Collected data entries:

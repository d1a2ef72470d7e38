// SPDX-License-Identifier: GPL-3.0-or-later
// Copyright 2026 Tobias Sarnowski

//! Tests for the mock platform.

#![allow(clippy::unwrap_used, clippy::expect_used)]

use std::sync::Arc;
use std::sync::atomic::{AtomicU32, Ordering};

use super::*;
use ambalink_abi::SoftIrq;

#[test]
fn test_writes_invisible_until_clean() {
    let ppm = MockPpm::new(256);
    let core_a = ppm.core_view();
    let core_b = ppm.core_view();

    core_a.write(0x40, &[1, 2, 3, 4]);
    let mut buf = [0u8; 4];
    core_b.read(0x40, &mut buf);
    assert_eq!(buf, [0, 0, 0, 0]);

    core_a.clean(0x40, 4);
    assert_eq!(ppm.peek_u32(0x40), 0x0403_0201);
}

#[test]
fn test_stale_line_until_invalidate() {
    let ppm = MockPpm::new(256);
    let core_a = ppm.core_view();
    let core_b = ppm.core_view();

    let mut buf = [0u8; 1];
    core_b.read(0x20, &mut buf);
    assert_eq!(buf, [0]);

    core_a.write(0x20, &[7]);
    core_a.clean(0x20, 1);

    core_b.read(0x20, &mut buf);
    assert_eq!(buf, [0], "cached line must stay stale");

    core_b.invalidate(0x20, 1);
    core_b.read(0x20, &mut buf);
    assert_eq!(buf, [7]);
}

#[test]
fn test_clean_writes_only_dirty_bytes() {
    let ppm = MockPpm::new(64);
    let core_a = ppm.core_view();
    let core_b = ppm.core_view();

    // Both cores cache the same line and update different bytes.
    core_a.write(0, &[0xAA]);
    core_b.write(1, &[0xBB]);
    core_a.clean(0, 32);
    core_b.clean(0, 32);

    let mut raw = [0u8; 2];
    ppm.peek(0, &mut raw);
    assert_eq!(raw, [0xAA, 0xBB]);
}

#[test]
fn test_swap_bypasses_cache() {
    let ppm = MockPpm::new(64);
    let core = ppm.core_view();
    assert_eq!(core.swap_u32(8, 1), 0);
    assert_eq!(core.swap_u32(8, 1), 1);
    core.store_u32(8, 0);
    assert_eq!(ppm.peek_u32(8), 0);
}

#[test]
fn test_invalidate_and_clean_are_counted() {
    let ppm = MockPpm::new(128);
    let core = ppm.core_view();
    core.write(0, &[1; 40]);
    assert_eq!(core.cached_lines(), 2);
    core.clean(0, 40);
    core.invalidate(0, 40);
    assert_eq!(core.cached_lines(), 0);
    assert_eq!(core.clean_count(), 1);
    assert_eq!(core.invalidate_count(), 1);
}

#[test]
#[should_panic(expected = "exceeds PPM size")]
fn test_out_of_range_access_panics() {
    let ppm = MockPpm::new(64);
    let core = ppm.core_view();
    core.write(62, &[0; 4]);
}

#[test]
fn test_soft_irq_bus_dispatch() {
    let bus = SoftIrqBus::new();
    let hits = Arc::new(AtomicU32::new(0));
    let counter = Arc::clone(&hits);
    bus.register(SoftIrq::MUTEX_WAKE_LINUX, move |_| {
        counter.fetch_add(1, Ordering::SeqCst);
    });

    bus.raise(SoftIrq::MUTEX_WAKE_LINUX);
    bus.raise(SoftIrq::MUTEX_WAKE_RTOS);
    assert_eq!(hits.load(Ordering::SeqCst), 1);
    assert!(bus.is_pending(SoftIrq::MUTEX_WAKE_LINUX));
    assert_eq!(bus.raise_count(SoftIrq::MUTEX_WAKE_RTOS), 1);

    bus.clear(SoftIrq::MUTEX_WAKE_LINUX);
    assert!(!bus.is_pending(SoftIrq::MUTEX_WAKE_LINUX));
}

#[test]
fn test_irq_control_nesting() {
    let irq = MockIrqControl::new();
    let outer = irq.save_and_disable();
    let inner = irq.save_and_disable();
    assert_eq!(irq.irq_depth(), 2);
    irq.restore(inner);
    irq.restore(outer);
    assert_eq!(irq.irq_depth(), 0);
    assert_eq!(irq.save_count(), 2);
}
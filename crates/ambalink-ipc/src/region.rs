// SPDX-License-Identifier: GPL-3.0-or-later
// Copyright 2026 Tobias Sarnowski

//! Typed access to the PPM with the cache maintenance built in.
//!
//! Every `acquire_*` invalidates before reading and every `publish_*` cleans
//! after writing, so no call site can forget either half of the pairing.
//! Multi-byte values are little-endian, matching the peer.

use ambalink_abi::Paddr;

use crate::platform::SharedMemory;

/// Errors from shared region setup and address translation.
#[derive(Debug, Clone, Copy, PartialEq, Eq)]
pub enum SharedRegionError {
    /// Access outside the mapping.
    OutOfBounds {
        /// Start offset of the access.
        offset: u64,
        /// Length of the access.
        len: u64,
    },
    /// The mapping is smaller than the layout needs.
    TooSmall {
        /// Bytes the layout needs.
        required: u64,
        /// Bytes actually mapped.
        actual: u64,
    },
    /// A physical address handed over by the peer is outside the PPM.
    NotShared(Paddr),
    /// No NUL terminator before the end of the mapping.
    Unterminated(u64),
}

impl core::fmt::Display for SharedRegionError {
    fn fmt(&self, f: &mut core::fmt::Formatter<'_>) -> core::fmt::Result {
        match self {
            Self::OutOfBounds { offset, len } => {
                write!(f, "access of {len} bytes at offset {offset:#x} is out of bounds")
            }
            Self::TooSmall { required, actual } => {
                write!(f, "shared region too small: {actual:#x} < {required:#x}")
            }
            Self::NotShared(paddr) => write!(f, "address {paddr} is not in shared memory"),
            Self::Unterminated(offset) => {
                write!(f, "unterminated string at offset {offset:#x}")
            }
        }
    }
}

impl core::error::Error for SharedRegionError {}

/// The PPM mapping of one core, with its physical base address.
pub struct SharedRegion<M: SharedMemory> {
    mem: M,
    base: Paddr,
}

impl<M: SharedMemory> SharedRegion<M> {
    /// Wraps a mapping whose first byte is at physical address `base`.
    pub const fn new(mem: M, base: Paddr) -> Self {
        Self { mem, base }
    }

    /// Physical base address.
    #[inline]
    pub const fn base(&self) -> Paddr {
        self.base
    }

    /// Size of the mapping in bytes.
    #[inline]
    pub fn len(&self) -> u64 {
        self.mem.len()
    }

    /// Returns true if nothing is mapped.
    #[inline]
    pub fn is_empty(&self) -> bool {
        self.mem.is_empty()
    }

    /// The underlying mapping.
    #[inline]
    pub const fn memory(&self) -> &M {
        &self.mem
    }

    /// Checks that `offset..offset + len` lies inside the mapping.
    pub fn check(&self, offset: u64, len: u64) -> Result<(), SharedRegionError> {
        match offset.checked_add(len) {
            Some(end) if end <= self.mem.len() => Ok(()),
            _ => Err(SharedRegionError::OutOfBounds { offset, len }),
        }
    }

    /// Checks that the mapping holds at least `required` bytes.
    pub fn require(&self, required: u64) -> Result<(), SharedRegionError> {
        let actual = self.mem.len();
        if actual < required {
            return Err(SharedRegionError::TooSmall { required, actual });
        }
        Ok(())
    }

    // =========================================================================
    // Address Translation
    // =========================================================================

    /// Peer-visible physical address of `offset`.
    #[inline]
    pub const fn paddr_of(&self, offset: u64) -> Paddr {
        self.base.add(offset)
    }

    /// Offset of a physical address, or `None` if it is outside the mapping.
    pub fn offset_of(&self, paddr: Paddr) -> Option<u64> {
        if paddr < self.base {
            return None;
        }
        let offset = paddr.diff(self.base);
        (offset < self.mem.len()).then_some(offset)
    }

    /// Offset of a peer-supplied range starting at `paddr`.
    pub fn resolve(&self, paddr: Paddr, len: u64) -> Result<u64, SharedRegionError> {
        let offset = self
            .offset_of(paddr)
            .ok_or(SharedRegionError::NotShared(paddr))?;
        self.check(offset, len)?;
        Ok(offset)
    }

    // =========================================================================
    // Cache Maintenance
    // =========================================================================

    /// Discard this core's cached copy of a range.
    pub fn invalidate(&self, offset: u64, len: u64) {
        self.assert_in_bounds(offset, len);
        self.mem.invalidate(offset, len);
    }

    /// Push this core's dirty cached copy of a range to memory.
    pub fn clean(&self, offset: u64, len: u64) {
        self.assert_in_bounds(offset, len);
        self.mem.clean(offset, len);
    }

    /// Read through the cache without invalidating first.
    ///
    /// Only valid right after an [`invalidate`](Self::invalidate) that
    /// covers the range.
    pub fn read_cached(&self, offset: u64, buf: &mut [u8]) {
        self.assert_in_bounds(offset, buf.len() as u64);
        self.mem.read(offset, buf);
    }

    /// Write into the cache without cleaning.
    pub fn write_cached(&self, offset: u64, data: &[u8]) {
        self.assert_in_bounds(offset, data.len() as u64);
        self.mem.write(offset, data);
    }

    // =========================================================================
    // Acquire (invalidate, then read)
    // =========================================================================

    /// Read bytes the peer may have written.
    pub fn acquire_bytes(&self, offset: u64, buf: &mut [u8]) {
        let len = buf.len() as u64;
        self.assert_in_bounds(offset, len);
        self.mem.invalidate(offset, len);
        self.mem.read(offset, buf);
    }

    /// Read a byte the peer may have written.
    pub fn acquire_u8(&self, offset: u64) -> u8 {
        let mut raw = [0u8; 1];
        self.acquire_bytes(offset, &mut raw);
        raw[0]
    }

    /// Read a word the peer may have written.
    pub fn acquire_u32(&self, offset: u64) -> u32 {
        let mut raw = [0u8; 4];
        self.acquire_bytes(offset, &mut raw);
        u32::from_le_bytes(raw)
    }

    /// Read a double word the peer may have written.
    pub fn acquire_u64(&self, offset: u64) -> u64 {
        let mut raw = [0u8; 8];
        self.acquire_bytes(offset, &mut raw);
        u64::from_le_bytes(raw)
    }

    /// Read a NUL-terminated string written by the peer.
    ///
    /// Invalidates one cache line at a time until the terminator is found.
    pub fn acquire_c_str(&self, offset: u64) -> Result<Vec<u8>, SharedRegionError> {
        const CHUNK: u64 = 32;
        self.check(offset, 0)?;
        let mut out = Vec::new();
        let mut cursor = offset;
        while cursor < self.mem.len() {
            let chunk_len = (CHUNK - cursor % CHUNK).min(self.mem.len() - cursor);
            let mut chunk = vec![0u8; chunk_len as usize];
            self.acquire_bytes(cursor, &mut chunk);
            if let Some(end) = chunk.iter().position(|&b| b == 0) {
                out.extend_from_slice(&chunk[..end]);
                return Ok(out);
            }
            out.extend_from_slice(&chunk);
            cursor += chunk_len;
        }
        Err(SharedRegionError::Unterminated(offset))
    }

    // =========================================================================
    // Publish (write, then clean)
    // =========================================================================

    /// Write bytes and make them visible to the peer.
    pub fn publish_bytes(&self, offset: u64, data: &[u8]) {
        let len = data.len() as u64;
        self.assert_in_bounds(offset, len);
        self.mem.write(offset, data);
        self.mem.clean(offset, len);
    }

    /// Write a byte and make it visible to the peer.
    pub fn publish_u8(&self, offset: u64, value: u8) {
        self.publish_bytes(offset, &[value]);
    }

    /// Write a word and make it visible to the peer.
    pub fn publish_u32(&self, offset: u64, value: u32) {
        self.publish_bytes(offset, &value.to_le_bytes());
    }

    /// Write a double word and make it visible to the peer.
    pub fn publish_u64(&self, offset: u64, value: u64) {
        self.publish_bytes(offset, &value.to_le_bytes());
    }

    /// Zero a range and make it visible to the peer.
    pub fn publish_zero(&self, offset: u64, len: u64) {
        self.publish_bytes(offset, &vec![0u8; len as usize]);
    }

    // =========================================================================
    // Atomic Words
    // =========================================================================

    /// Atomically exchange a word in memory.
    pub fn swap_u32(&self, offset: u64, value: u32) -> u32 {
        self.assert_in_bounds(offset, 4);
        self.mem.swap_u32(offset, value)
    }

    /// Store a word directly to memory.
    pub fn store_u32(&self, offset: u64, value: u32) {
        self.assert_in_bounds(offset, 4);
        self.mem.store_u32(offset, value);
    }

    /// Full memory barrier.
    pub fn barrier(&self) {
        self.mem.barrier();
    }

    #[expect(
        clippy::panic,
        reason = "offsets are derived from the validated layout, a miss is a bug"
    )]
    fn assert_in_bounds(&self, offset: u64, len: u64) {
        if let Err(err) = self.check(offset, len) {
            panic!("shared region: {err}");
        }
    }
}

impl<M: SharedMemory> core::fmt::Debug for SharedRegion<M> {
    fn fmt(&self, f: &mut core::fmt::Formatter<'_>) -> core::fmt::Result {
        f.debug_struct("SharedRegion")
            .field("base", &self.base)
            .field("len", &self.mem.len())
            .finish()
    }
}

#[cfg(test)]
mod tests {
    #![allow(clippy::unwrap_used, clippy::expect_used)]

    use super::*;
    use crate::platform::MockPpm;

    fn pair() -> (MockPpm, SharedRegion<crate::platform::CoreCache>, SharedRegion<crate::platform::CoreCache>) {
        let ppm = MockPpm::new(0x1000);
        let linux = SharedRegion::new(ppm.core_view(), Paddr::new(0x2000_0000));
        let rtos = SharedRegion::new(ppm.core_view(), Paddr::new(0x2000_0000));
        (ppm, linux, rtos)
    }

    #[test]
    fn publish_then_acquire_crosses_cores() {
        let (_ppm, linux, rtos) = pair();
        assert_eq!(rtos.acquire_u32(0x100), 0);
        linux.publish_u32(0x100, 0xCAFE_F00D);
        assert_eq!(rtos.acquire_u32(0x100), 0xCAFE_F00D);
        linux.publish_u64(0x108, u64::MAX - 1);
        assert_eq!(rtos.acquire_u64(0x108), u64::MAX - 1);
    }

    #[test]
    fn cached_write_is_private_until_clean() {
        let (ppm, linux, _rtos) = pair();
        linux.write_cached(0x40, &[9]);
        assert_eq!(ppm.peek_u32(0x40), 0);
        linux.clean(0x40, 1);
        assert_eq!(ppm.peek_u32(0x40), 9);
    }

    #[test]
    fn address_translation() {
        let (_ppm, linux, _rtos) = pair();
        assert_eq!(linux.paddr_of(0x20), Paddr::new(0x2000_0020));
        assert_eq!(linux.offset_of(Paddr::new(0x2000_0FFF)), Some(0xFFF));
        assert_eq!(linux.offset_of(Paddr::new(0x2000_1000)), None);
        assert_eq!(linux.offset_of(Paddr::new(0x1FFF_FFFF)), None);
        assert_eq!(
            linux.resolve(Paddr::new(0x2000_0FF0), 32),
            Err(SharedRegionError::OutOfBounds {
                offset: 0xFF0,
                len: 32
            })
        );
        assert!(matches!(
            linux.resolve(Paddr::new(0x10), 1),
            Err(SharedRegionError::NotShared(_))
        ));
    }

    #[test]
    fn c_string_spanning_lines() {
        let (_ppm, linux, rtos) = pair();
        let text = b"12, 13 0x20,abc,7\0";
        rtos.publish_bytes(0x1E, text);
        assert_eq!(linux.acquire_c_str(0x1E).unwrap(), &text[..text.len() - 1]);
    }

    #[test]
    fn unterminated_string_is_an_error() {
        let (_ppm, linux, rtos) = pair();
        rtos.publish_bytes(0xFF0, &[b'x'; 16]);
        assert_eq!(
            linux.acquire_c_str(0xFF0),
            Err(SharedRegionError::Unterminated(0xFF0))
        );
    }

    #[test]
    fn too_small_region() {
        let (_ppm, linux, _rtos) = pair();
        assert!(linux.require(0x1000).is_ok());
        assert_eq!(
            linux.require(0x2000),
            Err(SharedRegionError::TooSmall {
                required: 0x2000,
                actual: 0x1000
            })
        );
    }

    #[test]
    #[should_panic(expected = "out of bounds")]
    fn out_of_bounds_publish_panics() {
        let (_ppm, linux, _rtos) = pair();
        linux.publish_u32(0xFFE, 1);
    }
}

Exercise: Show all lines from the records above where the word "that" occurs.

Your solution:
    /// Checks that `offset..offset + len` lies inside the mapping.
    /// Checks that the mapping holds at least `required` bytes.
    /// Only valid right after an [`invalidate`](Self::invalidate) that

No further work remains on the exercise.